WORK REQUEST: Your answer should consist only of the lines below from the one with "Number of actions" through the one with "a modify stage.", copied exactly.

SUPPLIED INFORMATION:
———
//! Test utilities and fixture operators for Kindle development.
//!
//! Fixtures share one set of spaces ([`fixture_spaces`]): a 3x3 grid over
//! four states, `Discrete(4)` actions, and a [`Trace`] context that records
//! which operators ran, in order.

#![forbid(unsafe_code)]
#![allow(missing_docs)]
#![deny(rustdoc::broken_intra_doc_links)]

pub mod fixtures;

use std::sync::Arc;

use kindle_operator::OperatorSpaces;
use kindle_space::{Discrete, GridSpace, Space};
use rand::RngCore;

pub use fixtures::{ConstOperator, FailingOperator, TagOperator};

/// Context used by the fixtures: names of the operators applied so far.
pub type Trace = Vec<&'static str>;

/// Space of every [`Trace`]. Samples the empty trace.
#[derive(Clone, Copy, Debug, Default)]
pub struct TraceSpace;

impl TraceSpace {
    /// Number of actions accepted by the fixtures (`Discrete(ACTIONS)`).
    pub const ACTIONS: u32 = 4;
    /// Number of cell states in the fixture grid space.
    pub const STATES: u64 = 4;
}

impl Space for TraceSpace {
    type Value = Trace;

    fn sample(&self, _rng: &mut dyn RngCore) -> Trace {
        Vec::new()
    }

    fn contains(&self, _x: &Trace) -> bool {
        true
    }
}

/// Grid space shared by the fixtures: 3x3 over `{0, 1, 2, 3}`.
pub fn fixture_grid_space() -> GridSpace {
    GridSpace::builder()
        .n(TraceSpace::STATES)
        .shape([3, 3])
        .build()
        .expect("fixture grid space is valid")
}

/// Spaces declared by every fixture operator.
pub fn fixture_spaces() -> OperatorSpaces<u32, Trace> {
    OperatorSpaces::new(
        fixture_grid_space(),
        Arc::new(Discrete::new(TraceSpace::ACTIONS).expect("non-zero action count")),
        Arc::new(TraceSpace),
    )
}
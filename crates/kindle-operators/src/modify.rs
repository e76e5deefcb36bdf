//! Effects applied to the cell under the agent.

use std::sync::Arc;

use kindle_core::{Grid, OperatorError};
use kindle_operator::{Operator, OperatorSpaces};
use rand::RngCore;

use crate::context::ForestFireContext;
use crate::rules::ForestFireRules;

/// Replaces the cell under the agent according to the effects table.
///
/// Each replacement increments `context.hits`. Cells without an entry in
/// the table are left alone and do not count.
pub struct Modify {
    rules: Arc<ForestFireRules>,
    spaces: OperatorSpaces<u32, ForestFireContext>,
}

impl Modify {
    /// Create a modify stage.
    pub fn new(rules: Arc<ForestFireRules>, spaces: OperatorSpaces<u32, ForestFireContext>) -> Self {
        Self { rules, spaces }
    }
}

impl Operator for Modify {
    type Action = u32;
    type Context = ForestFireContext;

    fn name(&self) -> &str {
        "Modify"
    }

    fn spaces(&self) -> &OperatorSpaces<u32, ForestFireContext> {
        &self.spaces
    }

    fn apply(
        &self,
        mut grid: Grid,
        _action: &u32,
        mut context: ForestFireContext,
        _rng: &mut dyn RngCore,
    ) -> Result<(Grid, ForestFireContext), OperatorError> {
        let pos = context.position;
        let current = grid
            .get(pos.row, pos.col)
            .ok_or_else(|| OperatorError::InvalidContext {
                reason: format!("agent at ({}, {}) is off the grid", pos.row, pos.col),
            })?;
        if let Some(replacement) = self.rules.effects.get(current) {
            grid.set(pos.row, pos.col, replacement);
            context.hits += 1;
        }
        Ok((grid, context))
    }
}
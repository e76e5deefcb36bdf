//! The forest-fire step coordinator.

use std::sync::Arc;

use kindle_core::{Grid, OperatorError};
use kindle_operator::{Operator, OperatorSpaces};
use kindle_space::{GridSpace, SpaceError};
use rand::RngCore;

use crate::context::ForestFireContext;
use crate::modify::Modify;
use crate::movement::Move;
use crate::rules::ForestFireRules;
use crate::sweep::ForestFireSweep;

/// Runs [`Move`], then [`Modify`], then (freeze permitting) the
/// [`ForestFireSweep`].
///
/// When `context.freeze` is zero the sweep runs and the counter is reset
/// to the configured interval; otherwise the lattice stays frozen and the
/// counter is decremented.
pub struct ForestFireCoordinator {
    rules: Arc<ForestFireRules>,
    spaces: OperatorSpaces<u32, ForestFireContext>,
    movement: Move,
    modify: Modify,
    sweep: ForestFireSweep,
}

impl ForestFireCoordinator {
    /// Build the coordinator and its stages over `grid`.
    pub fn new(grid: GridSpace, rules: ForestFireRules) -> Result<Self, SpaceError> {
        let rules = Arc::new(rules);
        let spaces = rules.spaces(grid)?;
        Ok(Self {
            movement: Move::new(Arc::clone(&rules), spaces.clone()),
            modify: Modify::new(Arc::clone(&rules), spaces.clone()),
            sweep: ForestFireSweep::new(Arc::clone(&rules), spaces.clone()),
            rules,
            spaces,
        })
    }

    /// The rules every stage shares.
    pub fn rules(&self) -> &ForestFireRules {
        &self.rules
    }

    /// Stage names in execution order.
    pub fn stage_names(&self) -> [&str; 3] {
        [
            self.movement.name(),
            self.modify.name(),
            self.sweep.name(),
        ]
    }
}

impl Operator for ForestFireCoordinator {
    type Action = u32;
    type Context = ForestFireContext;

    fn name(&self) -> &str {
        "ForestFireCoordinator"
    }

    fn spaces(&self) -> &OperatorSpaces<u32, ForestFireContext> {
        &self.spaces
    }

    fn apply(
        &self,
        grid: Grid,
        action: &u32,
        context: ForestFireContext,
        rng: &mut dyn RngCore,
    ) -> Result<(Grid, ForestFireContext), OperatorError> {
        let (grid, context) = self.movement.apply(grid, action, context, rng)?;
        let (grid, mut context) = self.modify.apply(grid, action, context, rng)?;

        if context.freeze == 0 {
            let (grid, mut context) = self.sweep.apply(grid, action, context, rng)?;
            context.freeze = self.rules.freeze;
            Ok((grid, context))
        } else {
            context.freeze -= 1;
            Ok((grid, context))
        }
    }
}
———
EXERCISE SOLUTION:
    /// Number of actions accepted by the fixtures (`Discrete(ACTIONS)`).
    pub const ACTIONS: u32 = 4;
    /// Number of cell states in the fixture grid space.
    pub const STATES: u64 = 4;
}

impl Space for TraceSpace {
    type Value = Trace;

    fn sample(&self, _rng: &mut dyn RngCore) -> Trace {
        Vec::new()
    }

    fn contains(&self, _x: &Trace) -> bool {
        true
    }
}

/// Grid space shared by the fixtures: 3x3 over `{0, 1, 2, 3}`.
pub fn fixture_grid_space() -> GridSpace {
    GridSpace::builder()
        .n(TraceSpace::STATES)
        .shape([3, 3])
        .build()
        .expect("fixture grid space is valid")
}

/// Spaces declared by every fixture operator.
pub fn fixture_spaces() -> OperatorSpaces<u32, Trace> {
    OperatorSpaces::new(
        fixture_grid_space(),
        Arc::new(Discrete::new(TraceSpace::ACTIONS).expect("non-zero action count")),
        Arc::new(TraceSpace),
    )
}
filename crates/kindle-operators/src/modify.rs
repository e76e5deefcb36bdf
//! Effects applied to the cell under the agent.

use std::sync::Arc;

use kindle_core::{Grid, OperatorError};
use kindle_operator::{Operator, OperatorSpaces};
use rand::RngCore;

use crate::context::ForestFireContext;
use crate::rules::ForestFireRules;

/// Replaces the cell under the agent according to the effects table.
///
/// Each replacement increments `context.hits`. Cells without an entry in
/// the table are left alone and do not count.
pub struct Modify {
    rules: Arc<ForestFireRules>,
    spaces: OperatorSpaces<u32, ForestFireContext>,
}

impl Modify {
    /// Create a modify stage.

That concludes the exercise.